Коля был не первый, Коля был не одинок, а Тимофеич – одинок и совсем не борец за погибающие души. Он уже к тому времени превратился в наблюдателя и профессионально старался блюсти чистоту эксперимента, тем более что не дурак, понимал: погибелью этих мальчишек и страны в целом руководят силы несколько иного порядка по сравнению с воспитательно-нравоучительными подпрыгиваниями, и махать шашкой на поток быстрых нейтронов не собирался.
Но с какого-то времени (какого? Да не с того же самого, когда и Африку у церкви увидел?) у Коли стали снова появляться – не из стакана же? – идеи и мысли… не то что не физические… хотя именно физические! – и наблюдательский интерес у Тимофеича совсем распалился.
Говорили как-то о радиоактивных превращениях, и Николай Николаевич неожиданно вставил:
– Не такие уж они и самопроизвольные, – сказал так, как будто точно знал причину причин.
В другой раз Коля спросил, слышал ли Тимофеич про преобразование Бренделя, прямое и, бог даст, обратное?
Тимофеич не слышал. Не знал. Преобразование Лоренца знал. Преобразование Галилея, в которое при маленьких скоростях переходят преобразования того же Лоренца, знал, преобразования Фурье, Хартли, наконец…
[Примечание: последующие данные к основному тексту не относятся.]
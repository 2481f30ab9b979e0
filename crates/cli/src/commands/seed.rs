use crate::commands::CommandResult;
use snapquote_core::config::{AppConfig, LoadOptions};
use snapquote_db::{connect_with_settings, migrations, DemoSeedDataset};

pub fn run() -> CommandResult {
    let config = match AppConfig::load(LoadOptions::default()) {
        Ok(config) => config,
        Err(error) => {
            return CommandResult::failure(
                "seed",
                "config_validation",
                format!("configuration issue: {error}"),
                2,
            );
        }
    };

    let runtime = match tokio::runtime::Builder::new_current_thread().enable_all().build() {
        Ok(runtime) => runtime,
        Err(error) => {
            return CommandResult::failure(
                "seed",
                "runtime_init",
                format!("failed to initialize async runtime: {error}"),
                3,
            );
        }
    };

    let result = runtime.block_on(async {
        let pool = connect_with_settings(
            &config.database.url,
            config.database.max_connections,
            config.database.timeout_secs,
        )
        .await
        .map_err(|error| ("db_connectivity", error.to_string(), 4u8))?;

        migrations::run_pending(&pool)
            .await
            .map_err(|error| ("migration", error.to_string(), 5u8))?;

        let seed_result = DemoSeedDataset::load(&pool)
            .await
            .map_err(|error| ("seed_execution", error.to_string(), 5u8))?;

        let verification = DemoSeedDataset::verify(&pool)
            .await
            .map_err(|error| ("seed_verification", error.to_string(), 6u8))?;

        let run_result: Result<SeedOutput, (&'static str, String, u8)> =
            if !verification.all_present {
                let failed_checks = verification
                    .checks
                    .iter()
                    .filter_map(|(check, passed)| (!passed).then_some(*check))
                    .collect::<Vec<_>>();
                let message = if failed_checks.is_empty() {
                    "Some seed data failed to load".to_string()
                } else {
                    format!("Seed verification failed for checks: {}", failed_checks.join(", "))
                };
                Err(("seed_verification", message, 6u8))
            } else {
                Ok(SeedOutput { tenants: seed_result.tenants_seeded })
            };

        pool.close().await;
        run_result
    });

    match result {
        Ok(output) => {
            let tenant_descriptions: Vec<String> = output
                .tenants
                .iter()
                .map(|t| format!("  - {}: {} ({})", t.tenant_id, t.plan_tier, t.description))
                .collect();
            let message = format!(
                "Demo seed dataset loaded successfully for 3 policy tenants:\n{}",
                tenant_descriptions.join("\n")
            );
            CommandResult::success("seed", message)
        }
        Err((error_class, message, exit_code)) => {
            CommandResult::failure("seed", error_class, message, exit_code)
        }
    }
}

struct SeedOutput {
    tenants: Vec<snapquote_db::SeedTenantInfo>,
}

#[cfg(test)]
mod tests {
    #[test]
    fn verification_error_message_targets_failed_checks() {
        let checks = [
            ("platform-patch", true),
            ("plumbing-pack-gap", false),
            ("aurora-overrides-shape", false),
        ];

        let failed_checks = checks
            .iter()
            .filter_map(|(check, passed)| (!passed).then_some(*check))
            .collect::<Vec<_>>();

        let message = if failed_checks.is_empty() {
            "Some seed data failed to load".to_string()
        } else {
            format!("Seed verification failed for checks: {}", failed_checks.join(", "))
        };

        assert_eq!(
            message,
            "Seed verification failed for checks: plumbing-pack-gap, aurora-overrides-shape"
        );
    }

    #[test]
    fn verification_error_message_falls_back_to_generic_when_no_labels() {
        let checks = [("platform-patch", true), ("industry-catalog", true)];

        let failed_checks = checks
            .iter()
            .filter_map(|(check, passed)| (!passed).then_some(*check))
            .collect::<Vec<_>>();
        let message = if failed_checks.is_empty() {
            "Some seed data failed to load".to_string()
        } else {
            format!("Seed verification failed for checks: {}", failed_checks.join(", "))
        };

        assert_eq!(message, "Some seed data failed to load");
    }
}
Перетряхнул память и физические справочники – никакого Бренделя, конечно, не нашёл. Не поленился залезть в энциклопедии, появились Брендели-музыканты, всё австрийцы да немцы, Брендели-художники, тоже по большей части нерусские, неприятно открыл Иоахима Бренделя, тоже немца, аса люфтваффе, он, гад, сбил наших самолётов больше, чем Кожедуб с Покрышкиным, вместе взятые, фашистских, но ни к каким преобразованиям, во всяком случае, таким, какие могли бы заинтересовать физиков, никто отношения не имел.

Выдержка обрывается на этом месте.